Hakan Gökhan'ın kendinde olmadığını anladı. "Tamam, anladık, sıkıntı yok." derken cebinden telefonunu çıkarıp aile doktoruna mesaj attı, kardeşinin sakinleştirici alması gerekebilirdi. Bu hali hayra alamet durmuyordu. "Geliyoruz abim, tamam mı? On dakikaya oradayız."
"Tamam." Telefonu kapattı Gökhan daha bir şey söylemeden. Ellerine baktı, titrek bir nefes aldı tavşanı burnuna götürdüğünde. Sanki kokusu siliniyordu inci tanesinin, psikolojik de olabilirdi ama bunu fark edecek halde değildi, uzaklaşıyordu ondan güneşi.
Gökhan ağlamamak için direnirken ablası Hale çoktan salmıştı gözyaşlarını, elleri titriyordu onun da. Minel daha... Daha üç yaşındaydı bebeği, daha minicikti, çok korkmuş olmalıydı. Kaçamazdı, kendini kurtaramazdı, ailesine bir mesaj gönderemezdi, daha çocuktu o, bebekti. Bebekleriydi.

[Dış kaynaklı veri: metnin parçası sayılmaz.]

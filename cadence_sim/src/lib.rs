//! Simulated devices for running the cadence engine without hardware.
//!
//! - `SimulatedWalker`: deterministic accelerometer with a settable cadence
//! - `SimulatedClickOutput`: records clicks, with failure injection
//! - `SimulatedNativeEngine`: host fast-path stand-in
//! - `AcceleratedClock`: real clock running faster than wall time

pub mod click;
pub mod clock;
pub mod error;
pub mod native;
pub mod walker;

pub use click::{ClickRecord, SimulatedClickOutput, render_click};
pub use clock::AcceleratedClock;
pub use error::SimError;
pub use native::{NativeSnapshot, SimulatedNativeEngine};
pub use walker::{CadenceHandle, SimulatedWalker, XorShift};

#[cfg(test)]
mod tests {
    use super::*;
    use cadence_traits::{Accelerometer, ClickOutput, ClickSound, NativeBeatEngine, Waveform};
    use rstest::rstest;
    use std::time::Duration;

    #[test]
    fn walker_is_deterministic_per_seed() {
        let mut a = SimulatedWalker::new(50).with_cadence(100.0).with_seed(7);
        let mut b = SimulatedWalker::new(50).with_cadence(100.0).with_seed(7);
        for _ in 0..20 {
            assert_eq!(a.next_reading(), b.next_reading());
        }
    }

    #[test]
    fn walker_timestamps_follow_the_grid() {
        let mut w = SimulatedWalker::new(50);
        let stamps: Vec<u64> = (0..4).map(|_| w.next_reading().timestamp_ms).collect();
        assert_eq!(stamps, vec![0, 20, 40, 60]);
    }

    #[test]
    fn standing_walker_reads_gravity() {
        let mut w = SimulatedWalker::new(50).with_noise(0.0);
        let r = w.next_reading();
        assert_eq!((r.x, r.y, r.z), (0.0, 0.0, walker::GRAVITY));
    }

    #[test]
    fn injected_read_failures_time_out() {
        let mut w = SimulatedWalker::new(50);
        w.fail_next_reads(2);
        let timeout = Duration::from_millis(10);
        assert!(w.read(timeout).is_err());
        assert!(w.read(timeout).is_err());
        assert!(w.read(timeout).is_ok());
    }

    #[test]
    fn cadence_handle_is_shared() {
        let w = SimulatedWalker::new(50);
        let h = w.cadence_handle();
        h.set(112.0);
        assert_eq!(w.cadence_handle().get(), 112.0);
    }

    #[rstest]
    #[case(Waveform::Sine)]
    #[case(Waveform::Square)]
    #[case(Waveform::Triangle)]
    #[case(Waveform::Sawtooth)]
    fn rendered_click_respects_volume(#[case] waveform: Waveform) {
        let sound = ClickSound {
            frequency_hz: 1_000.0,
            duration_ms: 50,
            waveform,
        };
        let pcm = render_click(&sound, 0.5, 44_100);
        assert_eq!(pcm.len(), 2_205);
        let peak = pcm.iter().fold(0.0f32, |m, s| m.max(s.abs()));
        assert!(peak <= 0.5 + 1e-6);
        assert!(peak > 0.3, "peak {peak}");
        assert_eq!(pcm[0], 0.0);
    }

    #[test]
    fn click_output_records_and_recovers() {
        let mut out = SimulatedClickOutput::new();
        let played = out.clone();
        assert!(out.play(1.0).is_err(), "play before prepare");
        out.prepare(&ClickSound::default()).expect("prepare");
        out.play(0.8).expect("play");
        played.fail_until_reset();
        assert!(out.play(0.8).is_err());
        out.reset().expect("reset");
        out.prepare(&ClickSound::default()).expect("prepare");
        out.play(0.8).expect("play");
        assert_eq!(played.click_count(), 2);
        assert_eq!(played.resets(), 1);
        assert!((played.clicks()[0].volume - 0.8).abs() < f32::EPSILON);
    }

    #[test]
    fn native_engine_modes() {
        let mut failing = SimulatedNativeEngine::failing();
        assert!(failing.is_available());
        assert!(
            failing
                .start(120.0, Duration::from_millis(500), &ClickSound::default(), 0.8)
                .is_err()
        );
        assert!(!SimulatedNativeEngine::unavailable().is_available());

        let mut ok = SimulatedNativeEngine::available();
        ok.start(120.0, Duration::from_millis(500), &ClickSound::default(), 0.8)
            .expect("start");
        let snap = ok.snapshot();
        assert!(snap.running);
        assert_eq!(snap.lookahead_ms, 500);
        ok.stop().expect("stop");
        assert!(!ok.snapshot().running);
    }
}
//! Independent cadence estimators over one filtered series.
//!
//! Each estimator is a pure function returning `None` when it has no usable
//! answer this cycle. Results outside the physiological band are dropped by
//! `estimate_all`, never down-weighted.

use crate::util::{mean_std, median};

/// Central slice length used by the autocorrelation estimator.
pub const AUTOCORR_SLICE: usize = 250;
/// Most recent samples scanned by the peak counter.
pub const PEAK_WINDOW: usize = 200;
/// Minimum spacing between counted peaks, in seconds.
pub const MIN_PEAK_DISTANCE_S: f64 = 0.3;
/// Peaks required before intervals are trusted.
pub const MIN_CONSECUTIVE_STEPS: usize = 4;
/// Frame length of the coarse frequency sweep.
pub const SWEEP_FRAME: usize = 256;
pub const SWEEP_MIN_HZ: f64 = 0.5;
pub const SWEEP_MAX_HZ: f64 = 3.0;

#[derive(Debug, Clone, Copy, PartialEq, Eq, Hash)]
pub enum EstimatorKind {
    Autocorrelation,
    PeakCount,
    FrequencySweep,
}

impl EstimatorKind {
    /// Fusion weight before renormalisation.
    pub fn weight(self) -> f64 {
        match self {
            EstimatorKind::Autocorrelation => 0.6,
            EstimatorKind::PeakCount => 0.3,
            EstimatorKind::FrequencySweep => 0.1,
        }
    }

    pub fn as_str(self) -> &'static str {
        match self {
            EstimatorKind::Autocorrelation => "autocorrelation",
            EstimatorKind::PeakCount => "peak_count",
            EstimatorKind::FrequencySweep => "frequency_sweep",
        }
    }
}

/// One estimator's proposal for this cycle.
#[derive(Debug, Clone, Copy, PartialEq)]
pub struct CadenceEstimate {
    pub method: EstimatorKind,
    pub bpm: f64,
}

/// Run every estimator and keep the in-band results.
pub fn estimate_all(
    filtered: &[f64],
    sample_rate_hz: u32,
    peak_threshold: f64,
    band: (f64, f64),
) -> Vec<CadenceEstimate> {
    let fs = f64::from(sample_rate_hz.max(1));
    let candidates = [
        (
            EstimatorKind::Autocorrelation,
            autocorrelation_bpm(filtered, fs),
        ),
        (
            EstimatorKind::PeakCount,
            peak_count_bpm(filtered, fs, peak_threshold),
        ),
        (
            EstimatorKind::FrequencySweep,
            frequency_sweep_bpm(filtered, fs),
        ),
    ];
    candidates
        .into_iter()
        .filter_map(|(method, bpm)| {
            let bpm = bpm?;
            if bpm.is_finite() && bpm >= band.0 && bpm <= band.1 {
                Some(CadenceEstimate { method, bpm })
            } else {
                tracing::trace!(method = method.as_str(), bpm, "estimate outside band");
                None
            }
        })
        .collect()
}

/// Fundamental period from the first autocorrelation peak.
///
/// The first peak is used rather than the global maximum because the
/// autocorrelation of a periodic signal repeats at every multiple of the period.
pub fn autocorrelation_bpm(series: &[f64], fs: f64) -> Option<f64> {
    let n = series.len();
    let start = n.saturating_sub(AUTOCORR_SLICE) / 2;
    let slice = &series[start..(start + AUTOCORR_SLICE).min(n)];
    let len = slice.len();

    let (mean, std) = mean_std(slice);
    if std < 0.001 {
        return None;
    }
    let z: Vec<f64> = slice.iter().map(|v| (v - mean) / std).collect();

    let max_lag = ((2.0 * fs) as usize).min(len / 2);
    let min_lag = (0.25 * fs).floor() as usize + 1;
    if max_lag < min_lag + 2 {
        return None;
    }

    let acf: Vec<f64> = (0..=max_lag)
        .map(|lag| {
            let overlap = len - lag;
            let sum: f64 = z[..overlap]
                .iter()
                .zip(&z[lag..])
                .map(|(a, b)| a * b)
                .sum();
            sum / overlap as f64
        })
        .collect();

    let lag = (min_lag..max_lag)
        .find(|&lag| acf[lag] > 0.0 && acf[lag] > acf[lag - 1] && acf[lag] >= acf[lag + 1])?;

    // Parabolic vertex through the peak and its neighbours for sub-sample lag.
    let (a, b, c) = (acf[lag - 1], acf[lag], acf[lag + 1]);
    let denom = a - 2.0 * b + c;
    let shift = if denom.abs() > f64::EPSILON {
        (0.5 * (a - c) / denom).clamp(-0.5, 0.5)
    } else {
        0.0
    };
    Some(60.0 * fs / (lag as f64 + shift))
}

/// Step rate from well-separated local maxima in the most recent window.
pub fn peak_count_bpm(series: &[f64], fs: f64, peak_threshold: f64) -> Option<f64> {
    let start = series.len().saturating_sub(PEAK_WINDOW);
    let recent = &series[start..];
    if recent.len() < 3 {
        return None;
    }
    let (_, std) = mean_std(recent);
    let threshold = std * peak_threshold;
    let min_distance = (MIN_PEAK_DISTANCE_S * fs).round() as usize;

    let mut peaks: Vec<usize> = Vec::new();
    for i in 1..recent.len() - 1 {
        let v = recent[i];
        if !(v > threshold && v > recent[i - 1] && v >= recent[i + 1]) {
            continue;
        }
        match peaks.last_mut() {
            Some(last) if i - *last < min_distance => {
                if v > recent[*last] {
                    *last = i;
                }
            }
            _ => peaks.push(i),
        }
    }
    if peaks.len() < MIN_CONSECUTIVE_STEPS {
        return None;
    }

    let intervals: Vec<f64> = peaks.windows(2).map(|w| (w[1] - w[0]) as f64).collect();
    let med = median(&intervals)?;
    let kept: Vec<f64> = intervals
        .into_iter()
        .filter(|iv| *iv >= 0.5 * med && *iv <= 1.5 * med)
        .collect();
    if kept.is_empty() {
        return None;
    }
    let avg = kept.iter().sum::<f64>() / kept.len() as f64;
    if avg <= 0.0 {
        return None;
    }
    Some(60.0 * fs / avg)
}

/// Coarse narrow-band estimate: Hamming-windowed correlation against
/// sine/cosine pairs at each bin in the gait range, keeping the strongest bin.
pub fn frequency_sweep_bpm(series: &[f64], fs: f64) -> Option<f64> {
    if series.len() < SWEEP_FRAME {
        return None;
    }
    let frame = &series[series.len() - SWEEP_FRAME..];
    let n = SWEEP_FRAME as f64;
    let (mean, std) = mean_std(frame);
    if std < 0.001 {
        return None;
    }
    let windowed: Vec<f64> = frame
        .iter()
        .enumerate()
        .map(|(i, v)| {
            let w = 0.54 - 0.46 * (2.0 * std::f64::consts::PI * i as f64 / (n - 1.0)).cos();
            (v - mean) * w
        })
        .collect();

    let first_bin = (SWEEP_MIN_HZ * n / fs).ceil() as usize;
    let last_bin = (SWEEP_MAX_HZ * n / fs).floor() as usize;
    let mut best: Option<(usize, f64)> = None;
    for k in first_bin.max(1)..=last_bin {
        let omega = 2.0 * std::f64::consts::PI * k as f64 / n;
        let (re, im) = windowed
            .iter()
            .enumerate()
            .fold((0.0, 0.0), |(re, im), (i, x)| {
                let phase = omega * i as f64;
                (re + x * phase.cos(), im - x * phase.sin())
            });
        let power = re * re + im * im;
        if best.is_none_or(|(_, p)| power > p) {
            best = Some((k, power));
        }
    }
    let (k, _) = best?;
    Some(k as f64 * fs / n * 60.0)
}

#[cfg(test)]
mod tests {
    use super::*;
    use std::f64::consts::PI;

    fn sine(freq_hz: f64, fs: f64, n: usize, amp: f64) -> Vec<f64> {
        (0..n)
            .map(|i| amp * (2.0 * PI * freq_hz * i as f64 / fs).sin())
            .collect()
    }

    #[test]
    fn autocorrelation_recovers_100_bpm() {
        let series: Vec<f64> = sine(1.67, 50.0, 500, 1.2)
            .into_iter()
            .map(|v| v + 9.81)
            .collect();
        let bpm = autocorrelation_bpm(&series, 50.0).expect("estimate");
        assert!((bpm - 100.0).abs() <= 3.0, "got {bpm}");
    }

    #[test]
    fn autocorrelation_aborts_on_flat_series() {
        assert_eq!(autocorrelation_bpm(&vec![1.0; 300], 50.0), None);
    }

    #[test]
    fn peak_count_recovers_cadence() {
        let series = sine(1.5, 50.0, 300, 1.0);
        let bpm = peak_count_bpm(&series, 50.0, 0.5).expect("estimate");
        assert!((bpm - 90.0).abs() <= 3.0, "got {bpm}");
    }

    #[test]
    fn peak_count_needs_four_peaks() {
        // 0.6 Hz over 4 s gives at most 3 peaks in the window.
        let series = sine(0.6, 50.0, 200, 1.0);
        assert_eq!(peak_count_bpm(&series, 50.0, 0.5), None);
    }

    #[test]
    fn close_peaks_keep_the_larger() {
        let mut series = vec![0.0; 200];
        for start in [20usize, 60, 100, 140, 180] {
            series[start] = 2.0;
        }
        // A smaller bump 5 samples after the first real peak.
        series[25] = 1.0;
        let bpm = peak_count_bpm(&series, 50.0, 0.5).expect("estimate");
        assert!((bpm - 75.0).abs() < 1e-9, "got {bpm}");
    }

    #[test]
    fn missed_step_interval_is_discarded() {
        let mut series = vec![0.0; 200];
        // Intervals 30, 30, 30, 90: the long gap is outside half-to-1.5x the median.
        for i in [10usize, 40, 70, 100, 190] {
            series[i] = 1.0;
        }
        assert_eq!(peak_count_bpm(&series, 50.0, 0.5), Some(100.0));
    }

    #[test]
    fn frequency_sweep_is_coarse_but_close() {
        let series = sine(1.8, 50.0, 300, 1.0);
        let bpm = frequency_sweep_bpm(&series, 50.0).expect("estimate");
        assert!((bpm - 108.0).abs() <= 12.0, "got {bpm}");
    }

    #[test]
    fn estimate_all_discards_out_of_band() {
        // 3.5 Hz is 210 BPM: every estimator either abstains or is out of band.
        let series = sine(3.5, 50.0, 300, 1.0);
        let out = estimate_all(&series, 50, 0.5, (40.0, 160.0));
        assert!(out.iter().all(|e| e.bpm >= 40.0 && e.bpm <= 160.0));
        assert!(
            out.iter()
                .all(|e| e.method != EstimatorKind::Autocorrelation)
        );
    }
}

Önce en yakınındaki Doruk'un odasına girdi kadın, çocukların hepsini uyandıracaktı zira boş bir eve ve Minel'in kaçırıldığı haberini çalışanlardan duymaya uyanmalarını istemiyordu. Yavaşça elini omzuna değdirdi masumca uyuyan yeğeninin.
"Doruk, halacığım, kalk."
Doruk gözlerini kırpıştırdı; Hale'yi görünce halasının her zamanki şakalarından, enerjik olaylarından birine maruz kalacağını düşünüp mırıldanarak başını diğer tarafa çevirecekti ki kadının yanaklarındaki parıltıları fark etti. Anında ayıldı, gözleri tamamen açılırken doğruldu. "Hala? Ne oldu?" Elini kadının dirseğine yerleştirdi endişeyle, Hale'nin yüzünü tarayıp ne olduğunu anlamaya çalışırken ciddi bir ifade vardı suratında, söz konusu ailelerindeki kadınların gözyaşları olunca her Aktuna böyle oluyordu.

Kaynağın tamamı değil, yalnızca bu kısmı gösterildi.